Condamnation pour fausses accusations dans l’affaire Guy Gerber

Guy Gerber
Guy Gerber

Le tribunal d’Ibiza a condamné une femme à 15 mois et un jour de prison pour fausses accusations de viol envers le DJ israélien Guy Gerber. Cette condamnation met par ailleurs fin à une affaire judiciaire qui avait suscité une large couverture sur les réseaux sociaux et dans la scène électronique internationale depuis la publication des premières allégations.

Précisons que ce verdict a été rendu conformément aux lois espagnoles.

Rappel des faits

Tout commence en juin 2022. La DJ Mavi De Mars publie sur Instagram une accusation de viol à l’encontre de Guy Gerber. Cette agression supposée serait survenue en 2013 à Mykonos. La publication et la campagne associée intitulée « Our Time Is Now » sont rapidement partagées sur les réseaux sociaux. Elles génèrent près de 900 000 interactions.

Ces accusations entraînent rapidement l’annulation de plusieurs dates internationales de Guy Gerber. Et ne manquent pas de susciter de nombreuses réactions dans la scène électronique mondiale. Selon le jugement espagnol, ces événements ont eu des répercussions professionnelles significatives pour le producteur.

Décision judiciaire

La plaignante n’a jamais déposé plainte, ni consulté de médecin, ni informé ses proches des faits allégués, selon le jugement du tribunal relayé par Prensa Ibérica. Lors de l’audience, elle a également reconnu avoir formulé des allégations publiques similaires contre une autre personne en 2022, sans déposer de plainte officielle ni demander d’assistance médicale.

En Espagne, le système juridique prévoit des sanctions pour faux témoignages ou accusations non fondées. Notamment lorsqu’ils portent sur des crimes graves comme le viol. La peine prononcée s’inscrit dans ce cadre légal, visant à sanctionner la diffusion d’informations jugées non fondées et susceptibles de causer un préjudice à autrui.

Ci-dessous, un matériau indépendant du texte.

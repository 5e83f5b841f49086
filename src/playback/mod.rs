pub mod clock;
pub mod engine;
pub mod series;

#[cfg(test)]
pub use clock::ManualClock;
pub use clock::{PlaybackClock, SystemClock};
pub use engine::PlaybackEngine;
pub use series::SampleSeries;

/// Playback state
#[derive(Debug, Clone, Copy, PartialEq)]
pub enum PlaybackState {
    /// No samples loaded (never initialized, or the load failed)
    Uninitialized,
    /// Waiting to advance past `index`
    Ready { index: usize },
    /// Sitting on the last sample; nothing left to advance to
    Exhausted,
}

/// Default playback configuration
#[derive(Debug, Clone)]
pub struct PlaybackConfig {
    pub speed: f64,  // 1.0 = real-time, 2.0 = 2x speed
    pub paused: bool,
}

impl Default for PlaybackConfig {
    fn default() -> Self {
        Self {
            speed: 1.0,
            paused: false,
        }
    }
}
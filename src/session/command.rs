use crate::core::NavPoint;
use crate::provider::ProviderKind;
use serde::{Deserialize, Serialize};

/// Messages a client sends over its socket, tagged by `action`
#[derive(Debug, Clone, PartialEq, Serialize, Deserialize)]
#[serde(tag = "action", rename_all = "camelCase")]
pub enum ClientCommand {
    SwitchProvider(SwitchProviderRequest),
    Pause { paused: bool },
    Speed { speed: f64 },
    Seek { percentage: f64 },
    Reset,
    FlightPlan { waypoints: Vec<NavPoint> },
}

/// Replace the session's provider, optionally carrying the client's current
/// pause and speed so the new provider starts in the same state
#[derive(Debug, Clone, PartialEq, Serialize, Deserialize)]
#[serde(rename_all = "camelCase")]
pub struct SwitchProviderRequest {
    #[serde(rename = "type")]
    pub kind: ProviderKind,
    #[serde(default)]
    pub file_name: Option<String>,
    #[serde(default)]
    pub paused: Option<bool>,
    #[serde(default)]
    pub speed: Option<f64>,
}

#[cfg(test)]
impl SwitchProviderRequest {
    pub fn simulated() -> Self {
        Self {
            kind: ProviderKind::Simulated,
            file_name: None,
            paused: None,
            speed: None,
        }
    }

    pub fn recorded(file_name: &str) -> Self {
        Self {
            kind: ProviderKind::Recorded,
            file_name: Some(file_name.to_string()),
            paused: None,
            speed: None,
        }
    }
}
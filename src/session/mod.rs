pub mod command;
pub mod coordinator;

pub use command::{ClientCommand, SwitchProviderRequest};
pub use coordinator::SessionCoordinator;

use std::fmt;
use thiserror::Error;

/// Identifies one connected client
#[derive(Debug, Clone, Copy, PartialEq, Eq, Hash)]
pub struct SessionId(pub u64);

impl fmt::Display for SessionId {
    fn fmt(&self, f: &mut fmt::Formatter<'_>) -> fmt::Result {
        write!(f, "session-{}", self.0)
    }
}

/// Client requests rejected at the session boundary
#[derive(Debug, Clone, PartialEq, Error)]
pub enum SessionError {
    #[error("unknown session {0}")]
    UnknownSession(SessionId),

    #[error("speed multiplier must be a positive number, got {0}")]
    InvalidSpeed(f64),

    #[error("invalid flight file name {0:?}")]
    InvalidFileName(String),
}

/// Speeds accepted from clients
pub fn validate_speed(speed: f64) -> Result<f64, SessionError> {
    if speed.is_finite() && speed > 0.0 {
        Ok(speed)
    } else {
        Err(SessionError::InvalidSpeed(speed))
    }
}
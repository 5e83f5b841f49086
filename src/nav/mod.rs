//! Airport database with proximity queries

use crate::core::NavPoint;
use crate::input::load_airports_file;
use std::path::Path;
use tracing::{error, info};

/// Mean Earth radius in nautical miles
const EARTH_RADIUS_NM: f64 = 3440.065;

/// In-memory set of navigation points, loaded once at startup
#[derive(Debug, Default)]
pub struct NavDatabase {
    airports: Vec<NavPoint>,
}

impl NavDatabase {
    pub fn new(airports: Vec<NavPoint>) -> Self {
        Self { airports }
    }

    /// Load airports from disk. A failed load is logged and yields an empty
    /// database so the server can still start.
    pub fn load(path: &Path) -> Self {
        match load_airports_file(path) {
            Ok(airports) => {
                info!("NavData initialized with {} active airports", airports.len());
                Self::new(airports)
            }
            Err(e) => {
                error!("Failed to load navigation data from {}: {}", path.display(), e);
                Self::default()
            }
        }
    }

    #[cfg(test)]
    pub fn len(&self) -> usize {
        self.airports.len()
    }

    /// All points within `radius_nm` nautical miles of the given position
    pub fn find_nearby(&self, lat: f64, lon: f64, radius_nm: f64) -> Vec<NavPoint> {
        self.airports
            .iter()
            .filter(|a| distance_nm(lat, lon, a.latitude, a.longitude) <= radius_nm)
            .cloned()
            .collect()
    }
}

/// Great-circle distance between two coordinates (haversine)
pub fn distance_nm(lat1: f64, lon1: f64, lat2: f64, lon2: f64) -> f64 {
    let d_lat = (lat2 - lat1).to_radians();
    let d_lon = (lon2 - lon1).to_radians();

    let a = (d_lat / 2.0).sin().powi(2)
        + lat1.to_radians().cos() * lat2.to_radians().cos() * (d_lon / 2.0).sin().powi(2);
    let c = 2.0 * a.sqrt().atan2((1.0 - a).sqrt());

    EARTH_RADIUS_NM * c
}
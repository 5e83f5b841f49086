use super::{find_column, LoadError};
use crate::core::NavPoint;
use std::fs::File;
use std::io::Read;
use std::path::Path;
use tracing::warn;

/// Load active airports from a file on disk
pub fn load_airports_file(path: &Path) -> Result<Vec<NavPoint>, LoadError> {
    load_airports(File::open(path)?)
}

/// Load active airports from an airport database CSV.
///
/// Uses the `ident`, `type`, `latitude_deg` and `longitude_deg` columns and
/// keeps every type containing "airport" (closed ones are typed "closed").
/// Unlike flight files, a bad row is skipped with a warning instead of
/// failing the load.
pub fn load_airports<R: Read>(reader: R) -> Result<Vec<NavPoint>, LoadError> {
    let mut rdr = csv::ReaderBuilder::new()
        .trim(csv::Trim::All)
        .flexible(true)
        .from_reader(reader);

    let headers = rdr.headers()?;
    let ident_idx = find_column(headers, &["ident"])?;
    let type_idx = find_column(headers, &["type"])?;
    let lat_idx = find_column(headers, &["latitude_deg"])?;
    let lon_idx = find_column(headers, &["longitude_deg"])?;

    let mut airports = Vec::new();
    let mut skipped = 0usize;

    for (i, result) in rdr.records().enumerate() {
        let row = i + 2;
        let record = match result {
            Ok(record) => record,
            Err(e) => {
                warn!("Skipping unreadable airport row {}: {}", row, e);
                skipped += 1;
                continue;
            }
        };

        let kind = record.get(type_idx).unwrap_or("");
        if !kind.contains("airport") {
            continue;
        }

        let coords = record
            .get(lat_idx)
            .and_then(|s| s.parse::<f64>().ok())
            .zip(record.get(lon_idx).and_then(|s| s.parse::<f64>().ok()));
        let ident = record.get(ident_idx).filter(|s| !s.is_empty());

        match (ident, coords) {
            (Some(ident), Some((latitude, longitude))) => airports.push(NavPoint {
                ident: ident.to_string(),
                kind: kind.to_string(),
                latitude,
                longitude,
            }),
            _ => {
                warn!("Skipping malformed airport row {}", row);
                skipped += 1;
            }
        }
    }

    if skipped > 0 {
        warn!("Skipped {} malformed airport rows", skipped);
    }

    Ok(airports)
}
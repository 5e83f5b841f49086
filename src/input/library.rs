use super::{is_valid_flight_name, load_flight_file, LoadError};
use crate::playback::SampleSeries;
use async_trait::async_trait;
use std::path::PathBuf;
use tracing::debug;

/// Where recorded flights come from
#[async_trait]
pub trait FlightLibrary: Send + Sync {
    /// Names of the available flights, sorted
    async fn list_flights(&self) -> Result<Vec<String>, LoadError>;

    /// Load one flight by name
    async fn load_flight(&self, name: &str) -> Result<SampleSeries, LoadError>;
}

/// Flights stored as CSV files in one directory
pub struct DirectoryLibrary {
    root: PathBuf,
}

impl DirectoryLibrary {
    pub fn new(root: impl Into<PathBuf>) -> Self {
        Self { root: root.into() }
    }
}

#[async_trait]
impl FlightLibrary for DirectoryLibrary {
    async fn list_flights(&self) -> Result<Vec<String>, LoadError> {
        let mut entries = tokio::fs::read_dir(&self.root).await?;
        let mut names = Vec::new();

        while let Some(entry) = entries.next_entry().await? {
            let path = entry.path();
            let is_csv = path
                .extension()
                .is_some_and(|ext| ext.eq_ignore_ascii_case("csv"));
            if !is_csv {
                continue;
            }
            if let Some(name) = path.file_name().and_then(|n| n.to_str()) {
                names.push(name.to_string());
            }
        }

        names.sort();
        Ok(names)
    }

    async fn load_flight(&self, name: &str) -> Result<SampleSeries, LoadError> {
        if !is_valid_flight_name(name) {
            return Err(LoadError::InvalidName(name.to_string()));
        }

        let path = self.root.join(name);
        debug!("Loading flight {}", path.display());

        // CSV parsing is blocking; keep it off the runtime threads
        tokio::task::spawn_blocking(move || load_flight_file(&path))
            .await
            .map_err(|e| LoadError::Io(std::io::Error::other(e)))?
    }
}

/// Flights held in memory, for testing without files
#[cfg(test)]
#[derive(Default)]
pub struct MemoryLibrary {
    flights: std::collections::HashMap<String, SampleSeries>,
    /// When set, every load waits for a permit first
    gate: Option<std::sync::Arc<tokio::sync::Notify>>,
}

#[cfg(test)]
impl MemoryLibrary {
    pub fn with_flight(mut self, name: &str, series: SampleSeries) -> Self {
        self.flights.insert(name.to_string(), series);
        self
    }

    /// Hold every load until `gate` is notified
    pub fn gated(mut self, gate: std::sync::Arc<tokio::sync::Notify>) -> Self {
        self.gate = Some(gate);
        self
    }
}

#[cfg(test)]
#[async_trait]
impl FlightLibrary for MemoryLibrary {
    async fn list_flights(&self) -> Result<Vec<String>, LoadError> {
        let mut names: Vec<String> = self.flights.keys().cloned().collect();
        names.sort();
        Ok(names)
    }

    async fn load_flight(&self, name: &str) -> Result<SampleSeries, LoadError> {
        if let Some(gate) = &self.gate {
            gate.notified().await;
        }
        self.flights.get(name).cloned().ok_or_else(|| {
            LoadError::Io(std::io::Error::new(
                std::io::ErrorKind::NotFound,
                format!("no flight named {}", name),
            ))
        })
    }
}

La juge Clara Ramírez de Arellano a estimé que la prévenue était consciente de la gravité de ses déclarations et de leur impact potentiel. Cela, compte tenu de sa profession dans le secteur juridique. Outre la peine d’emprisonnement, la prévenue devra publier l’intégralité du jugement sur ses propres réseaux sociaux. Elle devra également s’acquitter d’une amende quotidienne pendant plusieurs mois. Guy Gerber a renoncé à toute compensation financière.

Liberté de parole et cadre légal

En Espagne, on rappelle que les personnes qui témoignent d’agressions sexuelles peuvent s’exposer à des risques juridiques si leurs déclarations sont considérées comme fausses par un tribunal. Ce principe vise à protéger les droits fondamentaux de toutes les parties, mais il peut aussi contribuer à la gêne ou à la réticence à porter plainte, surtout dans un contexte où beaucoup d’agressions restent non déclarées.

Les données officielles montrent qu’en 2024, en Espagne, 22 846 infractions contre la liberté sexuelle ont été enregistrées. Une majorité des victimes sont des femmes, avec un grand nombre de mineures parmi elles. Une part importante de ces violences ne fait toutefois pas l’objet de plainte. Ce qui rend difficile l’accès à la justice pour les victimes.